| Task item |
Within the records below, find each line with the word "Internal" and copy it out.

*** Record set ***

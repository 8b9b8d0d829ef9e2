use axum::extract::rejection::JsonRejection;
use axum::extract::{Path, State};
use axum::routing::{get, post};
use axum::{Json, Router};
use chrono::Utc;
use serde::Deserialize;

use crate::db::models::Comment;
use crate::db::{comments, posts};
use crate::error::{AppError, AppResult};
use crate::extractors::CurrentUser;
use crate::state::AppState;
use crate::thread::{build_forest, CommentThread};

#[derive(Deserialize)]
#[serde(deny_unknown_fields)]
pub struct NewComment {
    pub post_id: String,
    pub content: String,
    #[serde(default)]
    pub parent_comment_id: Option<String>,
}

pub fn router() -> Router<AppState> {
    Router::new()
        .route("/comments", post(create_comment))
        .route("/comments/{post_id}", get(list_comments))
}

async fn create_comment(
    State(state): State<AppState>,
    CurrentUser(author): CurrentUser,
    payload: Result<Json<NewComment>, JsonRejection>,
) -> AppResult<Json<CommentThread>> {
    let Json(req) = payload?;
    if req.content.trim().is_empty() {
        return Err(AppError::BadRequest("Content is required".into()));
    }
    let parent_comment_id = req.parent_comment_id.filter(|id| !id.is_empty());

    let conn = state.db.get()?;
    if posts::find_by_id(&conn, &req.post_id)?.is_none() {
        return Err(AppError::NotFound("Post not found".into()));
    }
    if let Some(parent_id) = parent_comment_id.as_deref() {
        let parent = comments::find_by_id(&conn, parent_id)?
            .ok_or_else(|| AppError::NotFound("Parent comment not found".into()))?;
        if parent.post_id != req.post_id {
            return Err(AppError::BadRequest(
                "Parent comment belongs to a different post".into(),
            ));
        }
    }

    let now = Utc::now();
    let comment = Comment {
        id: uuid::Uuid::now_v7().to_string(),
        post_id: req.post_id,
        parent_comment_id,
        content: req.content,
        author: author.author(),
        created_at: now,
        updated_at: now,
    };
    comments::insert(&conn, &comment)?;

    // The counter is a separate write; a failure here leaves an undercount.
    match posts::increment_comment_count(&conn, &comment.post_id) {
        Ok(1) => {}
        Ok(_) => tracing::warn!("Post {} vanished before its comment count was bumped", comment.post_id),
        Err(e) => tracing::error!("Failed to bump comment count on {}: {}", comment.post_id, e),
    }

    Ok(Json(CommentThread::leaf(comment)))
}

async fn list_comments(
    State(state): State<AppState>,
    Path(post_id): Path<String>,
) -> AppResult<Json<Vec<CommentThread>>> {
    let conn = state.db.get()?;
    if posts::find_by_id(&conn, &post_id)?.is_none() {
        return Err(AppError::NotFound("Post not found".into()));
    }
    let comments = comments::list_for_post(&conn, &post_id)?;
    Ok(Json(build_forest(comments)))
}
use crate::error::{AppError, AppResult};

/// Hash a password with bcrypt on the blocking pool.
pub async fn hash_password(password: String, cost: u32) -> AppResult<String> {
    tokio::task::spawn_blocking(move || bcrypt::hash(password, cost))
        .await
        .map_err(|e| AppError::Internal(format!("password hashing task failed: {}", e)))?
        .map_err(|e| AppError::Internal(format!("hash password: {}", e)))
}

/// Constant-time check of `password` against a stored bcrypt hash.
/// A malformed hash verifies as false.
pub async fn verify_password(password: String, hash: String) -> bool {
    tokio::task::spawn_blocking(move || bcrypt::verify(password, &hash).unwrap_or(false))
        .await
        .unwrap_or(false)
}

#[cfg(test)]
mod tests {
    use super::*;

    #[tokio::test]
    async fn hash_then_verify() {
        let hash = hash_password("correct horse".into(), 4).await.unwrap();
        assert!(hash.starts_with("$2"));
        assert!(verify_password("correct horse".into(), hash.clone()).await);
        assert!(!verify_password("wrong".into(), hash).await);
    }

    #[tokio::test]
    async fn malformed_hash_never_verifies() {
        assert!(!verify_password("anything".into(), "not-a-hash".into()).await);
    }
}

*** End of Record set ***

| Exercise output |
        .map_err(|e| AppError::Internal(format!("password hashing task failed: {}", e)))?
        .map_err(|e| AppError::Internal(format!("hash password: {}", e)))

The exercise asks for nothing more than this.